##### Data supplied

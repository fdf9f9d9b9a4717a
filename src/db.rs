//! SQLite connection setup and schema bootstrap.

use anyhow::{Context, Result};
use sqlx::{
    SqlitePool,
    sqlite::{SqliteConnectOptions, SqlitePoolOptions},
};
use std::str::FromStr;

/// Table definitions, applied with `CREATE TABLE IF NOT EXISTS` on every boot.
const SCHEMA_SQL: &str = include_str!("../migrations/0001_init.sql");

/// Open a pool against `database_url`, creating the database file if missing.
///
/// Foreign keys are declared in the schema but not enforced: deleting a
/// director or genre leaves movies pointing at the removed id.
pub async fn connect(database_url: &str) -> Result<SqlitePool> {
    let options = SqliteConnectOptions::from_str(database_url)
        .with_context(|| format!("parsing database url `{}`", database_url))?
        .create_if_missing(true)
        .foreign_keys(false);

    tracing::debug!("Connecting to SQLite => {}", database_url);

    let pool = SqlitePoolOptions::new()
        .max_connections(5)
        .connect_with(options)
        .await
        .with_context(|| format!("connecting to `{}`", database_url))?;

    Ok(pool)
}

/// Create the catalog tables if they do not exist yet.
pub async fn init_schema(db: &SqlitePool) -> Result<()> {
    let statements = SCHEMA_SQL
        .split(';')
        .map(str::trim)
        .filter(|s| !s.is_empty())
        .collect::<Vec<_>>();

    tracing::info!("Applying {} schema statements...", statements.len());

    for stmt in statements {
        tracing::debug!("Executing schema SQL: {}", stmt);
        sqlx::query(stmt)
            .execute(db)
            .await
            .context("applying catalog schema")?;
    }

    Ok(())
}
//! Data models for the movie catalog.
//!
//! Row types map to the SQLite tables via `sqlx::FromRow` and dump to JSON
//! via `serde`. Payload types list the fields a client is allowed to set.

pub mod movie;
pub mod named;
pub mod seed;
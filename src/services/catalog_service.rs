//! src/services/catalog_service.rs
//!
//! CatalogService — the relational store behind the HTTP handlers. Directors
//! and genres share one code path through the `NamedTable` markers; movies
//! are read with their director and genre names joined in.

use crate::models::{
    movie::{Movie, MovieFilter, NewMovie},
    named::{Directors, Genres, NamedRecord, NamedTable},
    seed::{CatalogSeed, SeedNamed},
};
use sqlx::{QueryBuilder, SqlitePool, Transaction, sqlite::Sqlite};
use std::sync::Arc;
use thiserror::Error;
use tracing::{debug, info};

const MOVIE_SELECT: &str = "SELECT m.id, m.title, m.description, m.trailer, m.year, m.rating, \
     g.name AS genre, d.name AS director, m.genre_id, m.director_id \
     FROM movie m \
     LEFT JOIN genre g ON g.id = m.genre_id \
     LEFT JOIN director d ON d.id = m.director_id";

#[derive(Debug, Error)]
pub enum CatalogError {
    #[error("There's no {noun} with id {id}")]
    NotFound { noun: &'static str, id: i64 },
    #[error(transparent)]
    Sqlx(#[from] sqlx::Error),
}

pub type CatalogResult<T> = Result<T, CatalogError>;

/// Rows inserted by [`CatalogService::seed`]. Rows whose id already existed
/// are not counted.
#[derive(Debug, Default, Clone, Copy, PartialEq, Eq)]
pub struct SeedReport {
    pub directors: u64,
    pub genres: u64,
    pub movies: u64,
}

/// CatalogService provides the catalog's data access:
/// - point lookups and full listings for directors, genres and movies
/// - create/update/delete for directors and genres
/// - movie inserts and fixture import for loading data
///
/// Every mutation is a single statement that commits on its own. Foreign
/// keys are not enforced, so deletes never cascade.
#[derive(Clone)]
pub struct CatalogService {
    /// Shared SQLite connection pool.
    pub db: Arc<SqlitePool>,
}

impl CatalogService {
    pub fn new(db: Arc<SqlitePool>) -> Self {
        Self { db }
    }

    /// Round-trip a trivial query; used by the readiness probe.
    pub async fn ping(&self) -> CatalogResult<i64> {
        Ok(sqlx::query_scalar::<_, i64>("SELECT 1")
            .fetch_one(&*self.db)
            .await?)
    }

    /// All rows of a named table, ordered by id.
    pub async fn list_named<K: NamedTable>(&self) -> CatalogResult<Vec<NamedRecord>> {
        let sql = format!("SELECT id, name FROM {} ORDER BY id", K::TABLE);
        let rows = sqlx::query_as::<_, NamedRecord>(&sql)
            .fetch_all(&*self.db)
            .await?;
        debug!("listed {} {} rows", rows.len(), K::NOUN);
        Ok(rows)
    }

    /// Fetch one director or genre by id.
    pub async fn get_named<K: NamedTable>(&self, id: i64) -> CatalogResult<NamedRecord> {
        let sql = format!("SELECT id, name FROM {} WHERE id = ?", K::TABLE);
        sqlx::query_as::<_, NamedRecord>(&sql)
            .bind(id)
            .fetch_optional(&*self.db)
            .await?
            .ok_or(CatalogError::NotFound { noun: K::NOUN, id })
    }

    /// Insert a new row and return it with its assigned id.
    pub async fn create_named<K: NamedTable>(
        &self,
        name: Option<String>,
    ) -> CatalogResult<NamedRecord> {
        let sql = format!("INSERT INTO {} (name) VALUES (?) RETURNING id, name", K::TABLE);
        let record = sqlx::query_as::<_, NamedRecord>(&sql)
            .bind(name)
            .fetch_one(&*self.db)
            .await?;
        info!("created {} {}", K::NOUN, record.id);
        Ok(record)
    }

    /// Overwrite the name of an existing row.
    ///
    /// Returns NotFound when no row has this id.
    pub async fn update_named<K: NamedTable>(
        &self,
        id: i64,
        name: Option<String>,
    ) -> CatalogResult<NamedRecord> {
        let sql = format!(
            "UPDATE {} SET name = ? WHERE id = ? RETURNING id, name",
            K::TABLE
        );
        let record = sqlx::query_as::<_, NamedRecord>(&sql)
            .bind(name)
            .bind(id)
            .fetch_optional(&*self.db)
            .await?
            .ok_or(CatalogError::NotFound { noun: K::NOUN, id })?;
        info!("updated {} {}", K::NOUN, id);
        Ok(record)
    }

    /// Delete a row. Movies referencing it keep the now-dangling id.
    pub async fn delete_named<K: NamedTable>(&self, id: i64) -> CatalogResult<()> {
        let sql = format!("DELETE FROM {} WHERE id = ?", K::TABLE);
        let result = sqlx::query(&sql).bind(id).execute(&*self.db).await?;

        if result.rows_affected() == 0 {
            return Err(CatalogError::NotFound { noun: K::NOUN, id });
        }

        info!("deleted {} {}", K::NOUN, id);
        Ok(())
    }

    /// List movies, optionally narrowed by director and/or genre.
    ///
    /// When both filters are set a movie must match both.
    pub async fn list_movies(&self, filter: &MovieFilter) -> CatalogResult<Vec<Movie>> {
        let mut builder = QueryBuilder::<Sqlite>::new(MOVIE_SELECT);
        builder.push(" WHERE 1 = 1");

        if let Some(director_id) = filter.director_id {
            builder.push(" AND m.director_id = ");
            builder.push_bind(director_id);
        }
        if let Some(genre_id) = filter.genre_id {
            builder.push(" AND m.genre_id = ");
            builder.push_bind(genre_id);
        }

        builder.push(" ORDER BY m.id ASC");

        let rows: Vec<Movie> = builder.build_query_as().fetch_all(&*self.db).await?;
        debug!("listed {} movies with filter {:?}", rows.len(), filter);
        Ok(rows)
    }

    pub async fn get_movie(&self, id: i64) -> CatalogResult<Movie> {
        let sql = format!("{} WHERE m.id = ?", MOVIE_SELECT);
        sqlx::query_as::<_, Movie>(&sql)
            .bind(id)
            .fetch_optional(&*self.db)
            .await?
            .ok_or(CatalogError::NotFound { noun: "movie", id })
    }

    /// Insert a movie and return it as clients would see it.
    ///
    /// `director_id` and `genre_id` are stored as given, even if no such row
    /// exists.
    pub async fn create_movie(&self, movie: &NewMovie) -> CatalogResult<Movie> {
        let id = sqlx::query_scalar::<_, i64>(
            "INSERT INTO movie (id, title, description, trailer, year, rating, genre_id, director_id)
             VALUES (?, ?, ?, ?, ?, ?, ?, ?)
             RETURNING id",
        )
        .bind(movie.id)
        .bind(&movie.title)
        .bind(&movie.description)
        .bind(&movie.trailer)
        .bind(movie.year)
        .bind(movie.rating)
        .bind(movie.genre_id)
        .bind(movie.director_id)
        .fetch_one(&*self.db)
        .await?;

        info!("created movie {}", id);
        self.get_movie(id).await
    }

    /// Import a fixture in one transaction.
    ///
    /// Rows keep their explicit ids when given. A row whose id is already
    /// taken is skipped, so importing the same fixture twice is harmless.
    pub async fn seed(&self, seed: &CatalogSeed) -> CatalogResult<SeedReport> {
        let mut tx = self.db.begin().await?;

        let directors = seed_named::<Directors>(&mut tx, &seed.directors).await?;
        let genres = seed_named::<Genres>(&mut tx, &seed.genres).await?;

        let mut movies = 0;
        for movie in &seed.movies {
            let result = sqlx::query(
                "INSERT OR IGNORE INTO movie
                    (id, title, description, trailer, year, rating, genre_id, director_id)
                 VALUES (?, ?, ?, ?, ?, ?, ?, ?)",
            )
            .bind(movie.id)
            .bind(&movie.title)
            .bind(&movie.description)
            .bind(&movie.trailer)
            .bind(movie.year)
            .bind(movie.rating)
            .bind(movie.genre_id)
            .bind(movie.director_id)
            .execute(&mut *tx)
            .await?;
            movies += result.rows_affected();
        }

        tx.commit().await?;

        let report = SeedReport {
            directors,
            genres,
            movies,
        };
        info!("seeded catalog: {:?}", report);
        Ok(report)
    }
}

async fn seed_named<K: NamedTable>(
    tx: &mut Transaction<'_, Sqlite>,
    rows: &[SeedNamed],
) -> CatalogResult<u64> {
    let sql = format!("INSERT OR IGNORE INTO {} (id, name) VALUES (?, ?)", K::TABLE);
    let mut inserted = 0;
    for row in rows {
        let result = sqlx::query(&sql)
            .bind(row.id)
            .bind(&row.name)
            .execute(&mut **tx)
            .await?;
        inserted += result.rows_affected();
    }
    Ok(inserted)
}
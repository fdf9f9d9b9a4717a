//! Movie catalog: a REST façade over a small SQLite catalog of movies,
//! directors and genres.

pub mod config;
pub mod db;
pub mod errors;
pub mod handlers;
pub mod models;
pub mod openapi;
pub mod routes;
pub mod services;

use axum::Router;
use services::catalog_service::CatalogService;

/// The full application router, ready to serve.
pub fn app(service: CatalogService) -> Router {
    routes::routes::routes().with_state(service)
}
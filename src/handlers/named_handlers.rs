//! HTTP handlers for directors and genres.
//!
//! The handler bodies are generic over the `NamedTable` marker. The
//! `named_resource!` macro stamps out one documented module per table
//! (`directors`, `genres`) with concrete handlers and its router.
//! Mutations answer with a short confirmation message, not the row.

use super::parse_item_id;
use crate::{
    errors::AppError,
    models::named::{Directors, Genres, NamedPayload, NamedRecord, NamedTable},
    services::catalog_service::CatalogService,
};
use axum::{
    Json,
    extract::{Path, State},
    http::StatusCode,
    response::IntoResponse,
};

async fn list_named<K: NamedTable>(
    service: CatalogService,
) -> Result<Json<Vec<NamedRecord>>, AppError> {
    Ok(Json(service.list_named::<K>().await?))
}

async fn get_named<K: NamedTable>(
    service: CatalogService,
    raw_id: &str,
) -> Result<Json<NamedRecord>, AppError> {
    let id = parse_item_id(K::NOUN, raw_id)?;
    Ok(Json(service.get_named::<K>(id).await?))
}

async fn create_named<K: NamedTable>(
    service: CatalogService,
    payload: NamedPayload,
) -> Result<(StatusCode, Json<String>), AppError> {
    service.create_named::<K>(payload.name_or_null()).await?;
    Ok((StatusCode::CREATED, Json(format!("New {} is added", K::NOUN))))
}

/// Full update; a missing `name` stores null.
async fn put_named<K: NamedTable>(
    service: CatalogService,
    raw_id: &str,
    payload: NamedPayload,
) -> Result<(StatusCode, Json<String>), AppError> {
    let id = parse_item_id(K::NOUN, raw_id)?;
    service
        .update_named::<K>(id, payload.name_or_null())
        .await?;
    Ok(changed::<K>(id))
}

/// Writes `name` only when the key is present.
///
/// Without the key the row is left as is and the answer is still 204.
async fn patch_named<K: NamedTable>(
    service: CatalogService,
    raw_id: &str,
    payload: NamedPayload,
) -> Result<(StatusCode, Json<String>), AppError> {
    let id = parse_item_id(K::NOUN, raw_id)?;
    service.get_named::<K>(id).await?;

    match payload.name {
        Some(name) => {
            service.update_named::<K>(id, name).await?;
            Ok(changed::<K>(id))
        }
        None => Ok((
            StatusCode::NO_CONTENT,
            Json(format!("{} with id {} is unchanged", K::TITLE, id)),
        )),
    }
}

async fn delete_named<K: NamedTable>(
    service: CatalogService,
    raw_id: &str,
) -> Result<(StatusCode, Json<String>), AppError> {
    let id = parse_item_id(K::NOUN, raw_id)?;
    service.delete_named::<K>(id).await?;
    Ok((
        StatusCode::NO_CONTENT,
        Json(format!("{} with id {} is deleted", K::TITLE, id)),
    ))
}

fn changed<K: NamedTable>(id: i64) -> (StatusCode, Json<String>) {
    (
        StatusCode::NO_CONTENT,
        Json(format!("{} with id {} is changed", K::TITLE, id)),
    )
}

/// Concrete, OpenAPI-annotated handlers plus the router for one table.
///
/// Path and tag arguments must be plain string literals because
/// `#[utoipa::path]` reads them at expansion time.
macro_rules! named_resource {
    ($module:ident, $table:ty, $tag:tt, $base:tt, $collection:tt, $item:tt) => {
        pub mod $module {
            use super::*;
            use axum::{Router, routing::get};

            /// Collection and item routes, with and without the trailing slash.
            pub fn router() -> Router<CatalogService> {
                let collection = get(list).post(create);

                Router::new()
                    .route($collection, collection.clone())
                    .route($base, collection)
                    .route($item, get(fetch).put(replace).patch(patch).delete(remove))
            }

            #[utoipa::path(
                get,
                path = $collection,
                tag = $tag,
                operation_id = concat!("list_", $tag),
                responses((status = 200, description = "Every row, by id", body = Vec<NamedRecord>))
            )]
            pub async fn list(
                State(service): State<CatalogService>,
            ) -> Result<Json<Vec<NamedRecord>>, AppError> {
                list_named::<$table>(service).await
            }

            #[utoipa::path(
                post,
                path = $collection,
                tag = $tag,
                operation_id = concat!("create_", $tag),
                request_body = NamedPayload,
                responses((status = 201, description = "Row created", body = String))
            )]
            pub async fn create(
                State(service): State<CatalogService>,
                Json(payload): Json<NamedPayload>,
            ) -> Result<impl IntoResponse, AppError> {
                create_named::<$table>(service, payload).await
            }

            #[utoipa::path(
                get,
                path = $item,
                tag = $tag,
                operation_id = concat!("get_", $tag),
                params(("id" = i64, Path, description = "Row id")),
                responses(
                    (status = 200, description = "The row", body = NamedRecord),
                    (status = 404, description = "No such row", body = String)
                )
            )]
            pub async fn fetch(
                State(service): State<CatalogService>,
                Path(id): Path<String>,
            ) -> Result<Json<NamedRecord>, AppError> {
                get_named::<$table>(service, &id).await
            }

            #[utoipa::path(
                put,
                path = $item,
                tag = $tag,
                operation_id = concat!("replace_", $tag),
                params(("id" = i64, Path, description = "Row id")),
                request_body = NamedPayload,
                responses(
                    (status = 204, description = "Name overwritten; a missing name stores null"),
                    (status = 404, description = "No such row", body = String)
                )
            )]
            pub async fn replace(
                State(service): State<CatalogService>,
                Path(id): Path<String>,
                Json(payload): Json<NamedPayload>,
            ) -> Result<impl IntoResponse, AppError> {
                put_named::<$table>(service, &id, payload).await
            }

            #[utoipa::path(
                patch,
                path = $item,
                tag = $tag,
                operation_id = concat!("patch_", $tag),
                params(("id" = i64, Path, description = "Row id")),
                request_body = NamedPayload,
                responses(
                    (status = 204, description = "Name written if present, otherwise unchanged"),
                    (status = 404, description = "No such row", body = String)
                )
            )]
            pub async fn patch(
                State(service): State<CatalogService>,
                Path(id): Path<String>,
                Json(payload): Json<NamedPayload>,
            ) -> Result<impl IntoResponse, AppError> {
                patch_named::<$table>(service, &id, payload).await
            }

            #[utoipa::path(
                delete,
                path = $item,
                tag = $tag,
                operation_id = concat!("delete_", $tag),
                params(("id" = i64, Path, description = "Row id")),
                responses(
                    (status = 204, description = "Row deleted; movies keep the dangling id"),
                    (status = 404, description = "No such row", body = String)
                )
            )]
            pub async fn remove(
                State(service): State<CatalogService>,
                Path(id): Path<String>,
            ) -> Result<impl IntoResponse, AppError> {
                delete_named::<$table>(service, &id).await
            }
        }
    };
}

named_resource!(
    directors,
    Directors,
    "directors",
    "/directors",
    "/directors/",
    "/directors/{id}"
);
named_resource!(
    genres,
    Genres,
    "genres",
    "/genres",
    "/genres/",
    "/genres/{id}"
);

##########

Problem to work on
Each line in the entries above, starting at the line with "has this id." and ending at the line with "let mut builder", is to be printed exactly, and only those lines.

Solution to the exercise
    /// Returns NotFound when no row has this id.
    pub async fn update_named<K: NamedTable>(
        &self,
        id: i64,
        name: Option<String>,
    ) -> CatalogResult<NamedRecord> {
        let sql = format!(
            "UPDATE {} SET name = ? WHERE id = ? RETURNING id, name",
            K::TABLE
        );
        let record = sqlx::query_as::<_, NamedRecord>(&sql)
            .bind(name)
            .bind(id)
            .fetch_optional(&*self.db)
            .await?
            .ok_or(CatalogError::NotFound { noun: K::NOUN, id })?;
        info!("updated {} {}", K::NOUN, id);
        Ok(record)
    }

    /// Delete a row. Movies referencing it keep the now-dangling id.
    pub async fn delete_named<K: NamedTable>(&self, id: i64) -> CatalogResult<()> {
        let sql = format!("DELETE FROM {} WHERE id = ?", K::TABLE);
        let result = sqlx::query(&sql).bind(id).execute(&*self.db).await?;

        if result.rows_affected() == 0 {
            return Err(CatalogError::NotFound { noun: K::NOUN, id });
        }

        info!("deleted {} {}", K::NOUN, id);
        Ok(())
    }

    /// List movies, optionally narrowed by director and/or genre.
    ///
    /// When both filters are set a movie must match both.
    pub async fn list_movies(&self, filter: &MovieFilter) -> CatalogResult<Vec<Movie>> {
        let mut builder = QueryBuilder::<Sqlite>::new(MOVIE_SELECT);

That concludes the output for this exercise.